If I had a buck for every article or comment I read about state bar associations limiting or outlawing the use of lawyer bogs, I’d be a rich man.
The latest scare comes from the Washington Posts’s Catherine Ho (@WapoCat) who warns that Virginia lawyers who blog about their cases as national and local criminal justice issues, beware: the state bar may come after you for inappropriate advertising. The article went so far to say the case could set precedent fo other states’s limiting lawyer blogs.
Bar authorities contend the blog [by Attorney Horrace Hunter] constitutes advertisement and should include a disclaimer saying it’s an ad. Hunter argues the blog is news and commentary, and the bar’s attempt to get him to tack on a disclaimer is a violation of his First Amendment rights.
The Bar says one purpose of a website is to market the firm and attract business so any blog discussion is an ad. Perhaps, but that would apply equally to sitting on civic boards, writing articles, or participating in seminars, all such activities that are conducted by lawyers to attract business. It’s what we do as contributing lawyers and citizens.
At some point, of course, limits on free speech come into play when something is deemed commercial speech, including lawyer advertising. Prescribed activity under lawyer advertising, even blogs, if classified advertising, include:
- Lawyers cannot say anything false or misleading.
- Lawyers cannot say they are a specialists unless so certified in certain states.
- Lawyers can not use testimonials in some states with the implication that they could obtain similar results for you.
- In same states a small disclaimer that the website is an advertisement must be placed at the bottom of the screen.
Let’s be a little practical here – even if it means no sensational stories for publications like the Washington Post.
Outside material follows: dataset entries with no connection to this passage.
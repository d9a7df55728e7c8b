//! Version settings a host can embed in its own configuration.

use crate::message::domain::{CURRENT_MAJOR_VERSION, LEGACY_MAJOR_VERSION};
use serde::{Deserialize, Serialize};

/// Configuration for version dispatch.
///
/// Missing fields take their defaults when deserialised.
///
/// # Examples
///
/// ```
/// use msgspec_adapter::message::versioning::AdaptConfig;
///
/// let config: AdaptConfig = serde_json::from_str(r#"{"target_major": 4}"#)
///     .expect("valid config");
/// assert_eq!(config.target_major, 4);
/// assert_eq!(config.legacy_major, 4);
/// ```
#[derive(Debug, Clone, Copy, PartialEq, Eq, Serialize, Deserialize)]
#[serde(default)]
pub struct AdaptConfig {
    /// Major version messages are adapted to when no target is given.
    pub target_major: u32,

    /// Major version assumed for headers without a `version` key.
    pub legacy_major: u32,
}

impl Default for AdaptConfig {
    fn default() -> Self {
        Self {
            target_major: CURRENT_MAJOR_VERSION,
            legacy_major: LEGACY_MAJOR_VERSION,
        }
    }
}
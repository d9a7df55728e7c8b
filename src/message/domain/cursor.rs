//! Projection of an absolute cursor onto the line that contains it.
//!
//! Protocol 5 completion and inspection requests send a whole cell plus an
//! absolute cursor offset; protocol 4 sent one line and a cursor relative
//! to it. Offsets count characters, not bytes.

/// Returns the line containing `cursor_pos` and the cursor offset relative
/// to the start of that line.
///
/// The returned line keeps its terminator. A cursor sitting exactly on a
/// line terminator boundary belongs to the line it ends. Offsets past the
/// end of `code` resolve to the last line, clamped to its length; empty
/// input yields `("", 0)`.
///
/// # Examples
///
/// ```
/// use msgspec_adapter::message::domain::code_to_line;
///
/// assert_eq!(code_to_line("abc\ndef\n", 5), ("def\n", 1));
/// ```
#[must_use]
pub fn code_to_line(code: &str, cursor_pos: usize) -> (&str, usize) {
    let mut remaining = cursor_pos;
    let mut last = "";
    for line in LinesInclusive::new(code) {
        let len = line.chars().count();
        if remaining <= len {
            return (line, remaining);
        }
        remaining -= len;
        last = line;
    }
    (last, remaining.min(last.chars().count()))
}

/// Splits text into lines, keeping `\n`, `\r\n` or `\r` terminators.
struct LinesInclusive<'a> {
    rest: &'a str,
}

impl<'a> LinesInclusive<'a> {
    const fn new(text: &'a str) -> Self {
        Self { rest: text }
    }
}

impl<'a> Iterator for LinesInclusive<'a> {
    type Item = &'a str;

    fn next(&mut self) -> Option<&'a str> {
        if self.rest.is_empty() {
            return None;
        }
        let end = match self.rest.find(['\n', '\r']) {
            Some(idx) => {
                let crlf = self
                    .rest
                    .get(idx..)
                    .is_some_and(|tail| tail.starts_with("\r\n"));
                if crlf { idx + 2 } else { idx + 1 }
            }
            None => self.rest.len(),
        };
        let (line, rest) = self.rest.split_at(end);
        self.rest = rest;
        Some(line)
    }
}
There there is no record of disciplinary action against Virginia attorneys regarding blogging dating back to 1999. We have 7,000 lawyers blogging on the LexBlog Network and none have been sanctioned anyway. Not a big risk here with lawyers who blog.
In fact, if the Washington Post wanted to write a true story about the impact of lawyer blogs, why not write a story on the positive impact lawyer blogs are having? Law blogs are making the law more accessible to consumers and business people. People can find a good, caring, and passionate lawyer they can trust via a lawyer who blogs. Blogging lawyers are marketing in ways they can take pride in and improve the image of our profession. Lawyers and industry experts are networking in ways to advance our law for the good of Americans.
And on the practical side for lawyers, God forbid we lawyers have to accept something like blogging as being lawyer advertising. I don’t agree with the approach, but all it would mean is the label of Attorney Advertisement in the footer of a blog screen and avoiding the above activity prescribed by attorney advertising.
Placing a small text reading “Attorney Advertising” on the footer of the web screen is not a big deal. We do that on hundreds of LexBlog Network Blogs. Not at the bottom of each post, but at the bottom of the screen, near where the copyright and ownership are disclaimed. Not a big deal at all.
And if you’re a betting person on where this case is going, look at what the experts are saying, as reported by the Washington Post.
- Rodney Smolla, a leading First Amendment scholar, president of Furman University in South Carolina. and former dean at Washington and Lee University School of Law who filed a brief before the state bar on Hunter’s behalf, said Hunter’s blog resembles journalism more than advertising. I don’t think the mere fact that a lawyer has been involved in a case means everything a lawyer says about it is an advertisement for future clients. Lawyers talk about their own cases all the time, in public settings, publications … and members of the public are able to take that speech for what it’s worth.
- The American Bar Association’s Commission on Ethics recently said no new restrictions were necessary to regulate lawyers’ use of technology and client development, and that prohibiting Internet and other electronic advertising would “impede the flow of information about legal services to many sectors of the public.
- Robert O’Neil, founder and former director of the Thomas Jefferson Center for the Protection of Free Expression and former president of the University of Virginia: Hunter’s blog is not misleading, and called the bar’s standard on disclaimers “excessive.” That strikes me as overkill Pretty innocent stuff like Hunter’s [blog], I don’t think that’s regulable.
More sensational press from a reporter at major publications. The outcome is a chilling effect on lawyers looking to do more to help people through blogging. That’s a shame.